Moloch chorou baixinho pensando onde poderia ter errado tanto se ele mal tinha surgido, será que era por ele ter dito que faria mais irmãos como ele? Samael não chorou por causa disso, mas pela própria dor que sentia em seu corpo. Deus o via como um ser distorcido, e assim o fez, os ossos de Samael pareciam se quebrar e se moldar. Ele gritava na terra se contorcendo, o vermelho de seus cabelos tingiu as escamas em sua barriga, assim como seus olhos. Já sua língua, que irritou tanto por falar, tornou-se bifurcada e ele tornara-se uma serpente negra e vermelha que se rastejava na criação. A cobra procurou seu filho que estava enterrado, buscou Moloch até finalmente reconhecê-lo. Ele também mudara, suas asas antes no branco perolado eram agora como carvão. Seus dedos projetavam garras, seus pés pareciam de uma águia e sua pele era negra profunda fazendo seus olhos vermelhos brilharem, somente seus cabelos dourados permaneceram. A cobra se assustou, o anjo caído se assustou com a serpente, ambos choraram.

Depois de algum tempo, Moloch saiu da terra com seu pai, ele não conseguiria chegar perto das criaturas no paraíso. Eram tão perfeitas, ele se escondera em uma caverna, na escuridão, onde O Pai também não o veria nessa forma horrenda. A serpente, no entanto, se esforçava para tomar forma angélica novamente, ou algo próximo disso, afinal também tinha asas negras e olhos vermelhos tal como seus belos cabelos.

— Filho, eu sei que ele irá entender. Ele só não viu que será bom quando as criaturas puderem escolher a luz.

— Não adianta. Ele não nos quer mais.

— Não é mais sobre nós, eles não podem ser apenas pontos de decoração, filho. São vivos, eles pensam. Não são como estrelas fixas, eu posso mostrar a Ele...

— Pai, eu não acho que Ele realmente se importe.

O arcanjo agora caído assim o fez, ele deixa a caverna retomando sua forma de cobra, sibilando pelo jardim. Lá, ele se assusta ao notar que a mulher mudara, era outra. Será que Deus também tinha ficado em ira com a mulher anterior e trocara por essa? Essa de agora era Eva, tão doce e parecia mais obediente do que a anterior. Sim, pensou a serpente, a primeira deve ter sido descartada também, ele iria procurá-la se necessário. Mas agora, ele rasteja até uma árvore frondosa com algumas maçãs.

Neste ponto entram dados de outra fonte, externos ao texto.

//! Recording [`DataStore`] double with failure injection.

use std::sync::Mutex;

use async_trait::async_trait;
use uuid::Uuid;
use voicematch_core::media::UploadFile;
use voicematch_core::types::RecordId;
use voicematch_db::models::actor::{ActorFilters, NewVoiceActor, VoiceActor};
use voicematch_db::models::job::{Job, NewJob};
use voicematch_db::models::review::Review;
use voicematch_db::{Bucket, DataStore, StoreError};

#[derive(Default)]
pub struct FakeStore {
    /// Zero-based index of the upload call that fails.
    pub fail_upload_at: Option<usize>,
    pub fail_insert: bool,
    pub fail_remove: bool,
    pub panic_on_insert: bool,
    pub(crate) uploads: Mutex<Vec<(Bucket, String, UploadFile)>>,
    pub(crate) stored: Mutex<Vec<String>>,
    pub(crate) removed: Mutex<Vec<String>>,
    pub(crate) actor_inserts: Mutex<Vec<NewVoiceActor>>,
    pub(crate) job_inserts: Mutex<Vec<NewJob>>,
}

impl FakeStore {
    pub fn upload_calls(&self) -> usize {
        self.uploads.lock().unwrap().len()
    }

    pub fn uploaded_files(&self) -> Vec<(Bucket, String, UploadFile)> {
        self.uploads.lock().unwrap().clone()
    }

    /// Paths currently stored (uploaded and not removed).
    pub fn stored_paths(&self) -> Vec<String> {
        self.stored.lock().unwrap().clone()
    }

    pub fn removed(&self) -> Vec<String> {
        self.removed.lock().unwrap().clone()
    }

    pub fn actor_inserts(&self) -> Vec<NewVoiceActor> {
        self.actor_inserts.lock().unwrap().clone()
    }

    pub fn job_inserts(&self) -> Vec<NewJob> {
        self.job_inserts.lock().unwrap().clone()
    }

    /// Total calls that touched storage in any way.
    pub fn storage_calls(&self) -> usize {
        self.upload_calls()
            + self.removed().len()
            + self.actor_inserts().len()
            + self.job_inserts().len()
    }
}

#[async_trait]
impl DataStore for FakeStore {
    async fn query_actors(&self, _filters: &ActorFilters) -> Result<Vec<VoiceActor>, StoreError> {
        Ok(vec![])
    }

    async fn get_actor(&self, _id: RecordId) -> Result<Option<VoiceActor>, StoreError> {
        Ok(None)
    }

    async fn get_reviews(&self, _actor_id: RecordId) -> Result<Vec<Review>, StoreError> {
        Ok(vec![])
    }

    async fn insert_actor(&self, record: &NewVoiceActor) -> Result<VoiceActor, StoreError> {
        if self.panic_on_insert {
            panic!("insert exploded");
        }
        self.actor_inserts.lock().unwrap().push(record.clone());
        if self.fail_insert {
            return Err(StoreError::Backend {
                status: 500,
                body: "insert failed".into(),
            });
        }
        Ok(VoiceActor {
            id: Uuid::new_v4(),
            name: record.name.clone(),
            location: record.location.clone(),
            rating: record.rating,
            review_count: record.review_count,
            profile_picture_url: record.profile_picture_url.clone(),
            bio: record.bio.clone(),
            categories: record.categories.clone(),
            audio_samples: record.audio_samples.clone(),
            certifications: record.certifications.clone(),
            last_online: record.last_online,
            typical_reply_time: record.typical_reply_time,
            last_hired: None,
            completed_jobs: record.completed_jobs,
            past_clients: record.past_clients.clone(),
            hourly_rate: record.hourly_rate,
        })
    }

    async fn insert_job(&self, record: &NewJob) -> Result<Job, StoreError> {
        if self.panic_on_insert {
            panic!("insert exploded");
        }
        self.job_inserts.lock().unwrap().push(record.clone());
        if self.fail_insert {
            return Err(StoreError::Rejected("jobs insert failed".into()));
        }
        Ok(Job {
            id: Uuid::new_v4(),
            actor_id: record.actor_id,
            project_name: record.project_name.clone(),
            category: record.category,
            character_traits: record.character_traits.clone(),
            language: record.language.clone(),
            accent: record.accent.clone(),
            voice_gender: record.voice_gender,
            script_url: record.script_url.clone(),
            estimated_length_minutes: record.estimated_length_minutes,
            deadline: record.deadline,
            budget: record.budget,
            approval_process: record.approval_process.clone(),
            submitted_at: record.submitted_at,
        })
    }

    async fn upload_object(
        &self,
        bucket: Bucket,
        path: &str,
        file: &UploadFile,
    ) -> Result<String, StoreError> {
        let index = {
            let mut uploads = self.uploads.lock().unwrap();
            uploads.push((bucket, path.to_string(), file.clone()));
            uploads.len() - 1
        };
        if self.fail_upload_at == Some(index) {
            return Err(StoreError::Backend {
                status: 503,
                body: "storage unavailable".into(),
            });
        }
        self.stored.lock().unwrap().push(path.to_string());
        Ok(path.to_string())
    }

    async fn remove_object(&self, _bucket: Bucket, path: &str) -> Result<(), StoreError> {
        self.removed.lock().unwrap().push(path.to_string());
        if self.fail_remove {
            return Err(StoreError::Rejected("remove failed".into()));
        }
        self.stored.lock().unwrap().retain(|p| p != path);
        Ok(())
    }

    fn public_url(&self, bucket: Bucket, path: &str) -> String {
        format!("https://cdn.test/{}/{path}", bucket.name())
    }

    async fn health_check(&self) -> Result<(), StoreError> {
        Ok(())
    }
}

É claro que isso também não foi visto de bons olhos pelo Criador. Miguel teve que descer mais uma vez até o Éden, e agora expulsar as duas criaturas do paraíso, apontando cruelmente sua espada flamejante para o ventre de Eva. Da caverna, Samael presenciou, seus olhos vermelhos choraram pela dor e humilhação que ambos sofreram, mas agora ele chorava também, pois ele não queria mais ficar na escuridão daquela caverna. Ele saiu, foi para a luz, Miguel chocou-se com a visão do irmão transformado.

— Não vai mais se esconder?

— Não. Não tenho vergonha alguma do que fiz. Não deveria ser assim. Não deveriam fazer criaturas sem escolha, apenas para o próprio agrado? Isso é soberba, é capricho.

— Está chamando as ordens de Deus de capricho? Tem ideia do tamanho de sua heresia? — responde Metatron, do alto do muro do éden.

Metatron tem uma forma feminina, o rosto cálido ainda é sério e sem sentimentos. Seus olhos são completamente brancos e parece fitar sem direção, porém, ela tudo vê.

— Era para que esse tempo em isolamento ter lhe feito aprender sobre humildade, Samael. Mas parece que realmente não poderá voltar. — avisa Metatron, com sua voz poderosa.

— Eu não pedi meu retorno. Não precisa mais me chamar Samael, pode me chamar de Lúcifer.

Moloch que ainda estava na caverna sai, exibindo sua forma de gárgula negra, assustando Miguel, ele dá a mão para Lúcifer antes de falar aos anjos.

— Eu ainda acreditava na bondade Dele. Que ele entenderia a libertação da criatura, mas parece que eu me enganei também. Vamos, pai, esse jardim não é para nós, afinal nós temos escolhas, nós faremos nosso próprio reino se for preciso.

— Que profano! — Miguel fecha os olhos antes de prender a espada na lateral de sua armadura.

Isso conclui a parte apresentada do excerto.